Businesses demand urgent action to solve Preston traffic chaos
Gridlock returned to the main shopping streets over the Bank Holiday weekend in a flashback to Christmas chaos.
Once again police had to be called in to sort out the mess which left some drivers stuck for more than two hours.
Now bosses from the powerful Business Improvement District (BID) have called for temporary peak period traffic lights to be installed to restore order.
LCC officers have rejected that option, although they have revealed they are now looking at stopping traffic turning right out of Butler Street.
BID say many of their 800 members have suffered as a result of the congestion and have demanded action “with the minimum of delay.”
“We are absolutely committed to seeing improvement measures introduced in the very short term and are continuing to ask LCC to recognise that Preston city centre has an issue with congestion,” said BID chairman John Boydell.
“Local businesses are plainly feeling the pressure. Businesses aren’t just buildings they are made up of real people and real jobs, and LCC must ensure that a workable solution is implemented soon.”
BID leaders have been talking to LCC since November over the effects on traffic of the controversial “shared space” scheme in Fishergate.
“We have been calling for remedial measures to be introduced with the minimum of delay,” added Mr Boydell. “Unfortunately this has been an unnecessarily protracted process and one that has been frustrating for business and members of the public.”

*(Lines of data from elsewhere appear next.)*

//! Animbatch Export Engine
//!
//! This crate turns a list of [`ExportItem`]s into FBX files. It owns the
//! orchestration only: every scene query and mutation goes through the
//! [`SceneGraph`] trait, and every pipeline returns a structured
//! [`ExportResult`] instead of raising.
//!
//! # Overview
//!
//! A batch runs in three phases:
//!
//! | Phase | What happens |
//! |-------|--------------|
//! | Bake | blendshape weights of all selected items are baked in one call |
//! | Export | each item goes through the pipeline matching its kind |
//! | Log | the frame-range log and the session report are written |
//!
//! Pipelines mutate the scene to get clean bone names and baked cameras.
//! Each mutation is held by a guard from [`mutation`] that puts the scene
//! back when it goes out of scope, on success, error or panic alike.
//!
//! # Example
//!
//! ```
//! use animbatch_engine::{scan_scene, BatchRunner, ExportContext, NoopObserver};
//! use animbatch_model::{FbxExportOptions, FrameRange};
//! use animbatch_scene::{MemoryScene, NodeType};
//!
//! let mut scene = MemoryScene::new("Proj_SceneA01_Shot010.ma");
//! let root = scene.add_node("hero:root", NodeType::Joint, None);
//! scene.add_node("hero:spine", NodeType::Joint, Some(root));
//! scene.set_keys(root, "translateY", &[(1.0, 0.0), (10.0, 5.0)]);
//!
//! let mut report = scan_scene(&scene);
//! assert_eq!(report.skeletons, 1);
//!
//! let out = tempfile::tempdir().unwrap();
//! let ctx = ExportContext::new(out.path(), FrameRange::new(1, 10));
//! let runner = BatchRunner::new(ctx, FbxExportOptions::default());
//! let summary = runner
//!     .run(&mut scene, &mut report.items, &mut NoopObserver)
//!     .unwrap();
//! assert_eq!(summary.succeeded, 1);
//! ```
//!
//! # Crate Structure
//!
//! - [`scan_scene()`] - Finds exportable cameras, characters and blendshape groups
//! - [`BatchRunner`] - Runs the bake, export and log phases over a selection
//! - [`export_item()`] - Exports one item with the pipeline matching its kind
//! - [`bake`] - Bake planning and execution for blendshape weights
//! - [`mutation`] - Scoped rename, duplicate, namespace and timeline guards
//! - [`resolve`] - Re-finding nodes after renames
//! - [`validate`] - Content scanning of written FBX files
//! - [`audit`] - Key extents and the frame-range log
//! - [`timeunit`] - Frame rate to time unit mapping
//! - [`debug_log`] - Optional plain-text debug log

pub mod audit;
pub mod bake;
pub mod batch;
pub mod context;
pub mod debug_log;
pub mod error;
pub mod mutation;
pub mod pipeline;
pub mod resolve;
pub mod scan;
pub mod timeunit;
pub mod validate;

// Re-export commonly used types at the crate root
pub use animbatch_model::{ExportItem, ExportResult};
pub use animbatch_scene::SceneGraph;
pub use audit::{query_frame_range, FrameRangeInfo};
pub use bake::{execute_bake, plan_bake, BakePlan};
pub use batch::{BatchObserver, BatchPhase, BatchRunner, BatchSummary, NoopObserver};
pub use context::{CancelToken, ExportContext};
pub use debug_log::{DebugLog, LogLevel};
pub use error::{ExportError, PipelineResult};
pub use pipeline::{export_item, output_path_for};
pub use scan::{scan_scene, ScanReport};
pub use validate::FbxContentStats;
//! Structured per-item export results.
//!
//! Every pipeline entry point returns an [`ExportResult`]. Results are built
//! through [`ExportResultBuilder`], which derives `success` from the error
//! list so a failed result always names its reason and a successful one never
//! carries errors.

use serde::{Deserialize, Serialize};
use std::path::{Path, PathBuf};
use std::time::Duration;

/// Outcome of exporting one item.
#[derive(Debug, Clone, PartialEq, Serialize, Deserialize)]
pub struct ExportResult {
    /// Whether the export produced a usable file.
    pub success: bool,
    /// Requested output path.
    pub file_path: PathBuf,
    /// Size of the written file in bytes, 0 when nothing was written.
    pub file_size: u64,
    /// Wall-clock duration in seconds.
    pub duration_secs: f64,
    /// Non-fatal anomalies, in the order they were observed.
    pub warnings: Vec<String>,
    /// Fatal errors. The first one is the user-facing reason.
    pub errors: Vec<String>,
}

impl ExportResult {
    /// Creates a builder for a result targeting `file_path`.
    pub fn builder(file_path: impl Into<PathBuf>) -> ExportResultBuilder {
        ExportResultBuilder::new(file_path)
    }

    /// Shorthand for a failed result with warnings collected so far.
    pub fn failure(
        file_path: impl Into<PathBuf>,
        warnings: Vec<String>,
        error: impl Into<String>,
    ) -> Self {
        ExportResultBuilder::new(file_path)
            .warnings(warnings)
            .error(error)
            .build()
    }

    /// The user-facing failure reason, if any.
    pub fn first_error(&self) -> Option<&str> {
        self.errors.first().map(String::as_str)
    }

    /// Short status line for a finished item.
    ///
    /// Successful items read `OK (12KB) 2 warning(s)`; the size part is
    /// omitted for empty files and the warning part when there are none.
    /// Failed items show their first error.
    pub fn status_message(&self) -> String {
        if !self.success {
            return self
                .first_error()
                .unwrap_or("Export failed (unknown error)")
                .to_string();
        }
        let mut msg = String::from("OK");
        if self.file_size > 0 {
            msg.push_str(&format!(" ({}KB)", self.file_size / 1024));
        }
        if !self.warnings.is_empty() {
            msg.push_str(&format!(" {} warning(s)", self.warnings.len()));
        }
        msg
    }

    /// Returns the output path.
    pub fn path(&self) -> &Path {
        &self.file_path
    }
}

/// Builder for [`ExportResult`].
#[derive(Debug, Clone)]
pub struct ExportResultBuilder {
    file_path: PathBuf,
    file_size: u64,
    duration_secs: f64,
    warnings: Vec<String>,
    errors: Vec<String>,
}

impl ExportResultBuilder {
    /// Creates a builder with no warnings or errors.
    pub fn new(file_path: impl Into<PathBuf>) -> Self {
        Self {
            file_path: file_path.into(),
            file_size: 0,
            duration_secs: 0.0,
            warnings: Vec::new(),
            errors: Vec::new(),
        }
    }

    /// Sets the written file size.
    pub fn file_size(mut self, size: u64) -> Self {
        self.file_size = size;
        self
    }

    /// Sets the duration.
    pub fn duration(mut self, duration: Duration) -> Self {
        self.duration_secs = duration.as_secs_f64();
        self
    }

    /// Appends one warning.
    pub fn warning(mut self, warning: impl Into<String>) -> Self {
        self.warnings.push(warning.into());
        self
    }

    /// Appends several warnings.
    pub fn warnings(mut self, warnings: impl IntoIterator<Item = String>) -> Self {
        self.warnings.extend(warnings);
        self
    }

    /// Appends one error, which marks the result failed.
    pub fn error(mut self, error: impl Into<String>) -> Self {
        let error = error.into();
        self.errors.push(if error.is_empty() {
            "Export failed (unknown error)".to_string()
        } else {
            error
        });
        self
    }

    /// Builds the result. `success` is true exactly when no error was added.
    pub fn build(self) -> ExportResult {
        ExportResult {
            success: self.errors.is_empty(),
            file_path: self.file_path,
            file_size: self.file_size,
            duration_secs: self.duration_secs,
            warnings: self.warnings,
            errors: self.errors,
        }
    }
}

#[cfg(test)]
mod tests {
    use super::*;

    #[test]
    fn test_builder_success_has_no_errors() {
        let result = ExportResult::builder("out/a.fbx")
            .file_size(4096)
            .warning("partial")
            .build();
        assert!(result.success);
        assert!(result.errors.is_empty());
        assert_eq!(result.status_message(), "OK (4KB) 1 warning(s)");
    }

    #[test]
    fn test_failure_keeps_warnings_and_first_error() {
        let result = ExportResult::failure(
            "out/a.fbx",
            vec!["w1".to_string()],
            "Skeleton export produced empty file",
        );
        assert!(!result.success);
        assert_eq!(result.warnings, vec!["w1".to_string()]);
        assert_eq!(
            result.first_error(),
            Some("Skeleton export produced empty file")
        );
        assert_eq!(result.status_message(), "Skeleton export produced empty file");
    }

    #[test]
    fn test_empty_error_still_fails() {
        let result = ExportResult::builder("x.fbx").error("").build();
        assert!(!result.success);
        assert_eq!(result.errors, vec!["Export failed (unknown error)".to_string()]);
    }

    #[test]
    fn test_status_message_without_size() {
        let result = ExportResult::builder("x.fbx").build();
        assert_eq!(result.status_message(), "OK");
    }
}
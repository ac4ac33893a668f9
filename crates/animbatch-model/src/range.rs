//! Integer frame ranges.

use serde::{Deserialize, Serialize};
use std::fmt;

/// An inclusive integer frame range.
#[derive(Debug, Clone, Copy, PartialEq, Eq, Hash, Serialize, Deserialize)]
pub struct FrameRange {
    /// First frame.
    pub start: i32,
    /// Last frame.
    pub end: i32,
}

impl FrameRange {
    /// Creates a range as given, possibly reversed.
    pub fn new(start: i32, end: i32) -> Self {
        Self { start, end }
    }

    /// Returns the range with `start <= end`.
    pub fn normalized(self) -> Self {
        if self.start > self.end {
            Self::new(self.end, self.start)
        } else {
            self
        }
    }

    /// True when start is after end.
    pub fn is_reversed(&self) -> bool {
        self.start > self.end
    }

    /// Number of frames spanned, `end - start`, as written to logs.
    pub fn span(&self) -> i32 {
        self.end - self.start
    }

    /// Iterates every integer frame of the normalized range.
    pub fn frames(&self) -> impl Iterator<Item = i32> {
        let r = self.normalized();
        r.start..=r.end
    }

    /// True when `frame` lies inside the normalized range.
    pub fn contains(&self, frame: f64) -> bool {
        let r = self.normalized();
        frame >= f64::from(r.start) && frame <= f64::from(r.end)
    }
}

impl fmt::Display for FrameRange {
    fn fmt(&self, f: &mut fmt::Formatter<'_>) -> fmt::Result {
        write!(f, "{}-{}", self.start, self.end)
    }
}

#[cfg(test)]
mod tests {
    use super::*;

    #[test]
    fn test_normalized_swaps_reversed() {
        let r = FrameRange::new(20, 10);
        assert!(r.is_reversed());
        assert_eq!(r.normalized(), FrameRange::new(10, 20));
        assert_eq!(r.frames().count(), 11);
    }

    #[test]
    fn test_contains_and_display() {
        let r = FrameRange::new(1, 5);
        assert!(r.contains(1.0));
        assert!(r.contains(5.0));
        assert!(!r.contains(5.5));
        assert_eq!(r.to_string(), "1-5");
        assert_eq!(r.span(), 4);
    }
}
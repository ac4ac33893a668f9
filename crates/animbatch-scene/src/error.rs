//! Error types for scene graph operations.

use animbatch_model::CodedError;
use std::path::PathBuf;
use thiserror::Error;

/// Result type for scene graph operations.
pub type SceneResult<T> = Result<T, SceneError>;

/// Errors returned by [`SceneGraph`](crate::SceneGraph) calls.
///
/// Callers treat most of these as "this inquiry returned nothing"; only the
/// pipelines decide which ones are fatal.
#[derive(Debug, Error)]
pub enum SceneError {
    /// The node does not exist or has been deleted.
    #[error("Node not found: {0}")]
    NodeNotFound(String),

    /// The attribute or node is locked.
    #[error("Locked: {0}")]
    Locked(String),

    /// The node belongs to an external reference and is read-only.
    #[error("Node is referenced and read-only: {0}")]
    Referenced(String),

    /// A requested node name is not valid.
    #[error("Invalid node name: '{0}'")]
    InvalidName(String),

    /// A scene command failed.
    #[error("Command failed: {0}")]
    Command(String),

    /// Reading or writing a file failed.
    #[error("I/O error on {path}: {source}")]
    Io {
        path: PathBuf,
        #[source]
        source: std::io::Error,
    },

    /// A scene description could not be parsed.
    #[error("Failed to parse scene description: {0}")]
    Parse(String),
}

impl SceneError {
    /// Builds a [`SceneError::Command`].
    pub fn command(msg: impl Into<String>) -> Self {
        SceneError::Command(msg.into())
    }
}

impl From<serde_json::Error> for SceneError {
    fn from(err: serde_json::Error) -> Self {
        SceneError::Parse(err.to_string())
    }
}

impl CodedError for SceneError {
    fn code(&self) -> &'static str {
        match self {
            SceneError::NodeNotFound(_) => "SCENE_001",
            SceneError::Locked(_) => "SCENE_002",
            SceneError::Referenced(_) => "SCENE_003",
            SceneError::InvalidName(_) => "SCENE_004",
            SceneError::Command(_) => "SCENE_005",
            SceneError::Io { .. } => "SCENE_006",
            SceneError::Parse(_) => "SCENE_007",
        }
    }

    fn category(&self) -> &'static str {
        "scene"
    }
}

Daniel Herbert, LCC highway network manager, said: “A lot of work has been taking place to look into this situation and resolve these issues as swiftly as we can. We are currently putting plans together to permanently stop traffic turning right from Butler Street.
“The move aims to help the flow of traffic along Fishergate as a whole, especially reducing congestion next to the railway station and Fishergate Shopping Centre, which was a significant problem in the run up to Christmas. The temporary order helped the situation and a permanent solution is now being planned.”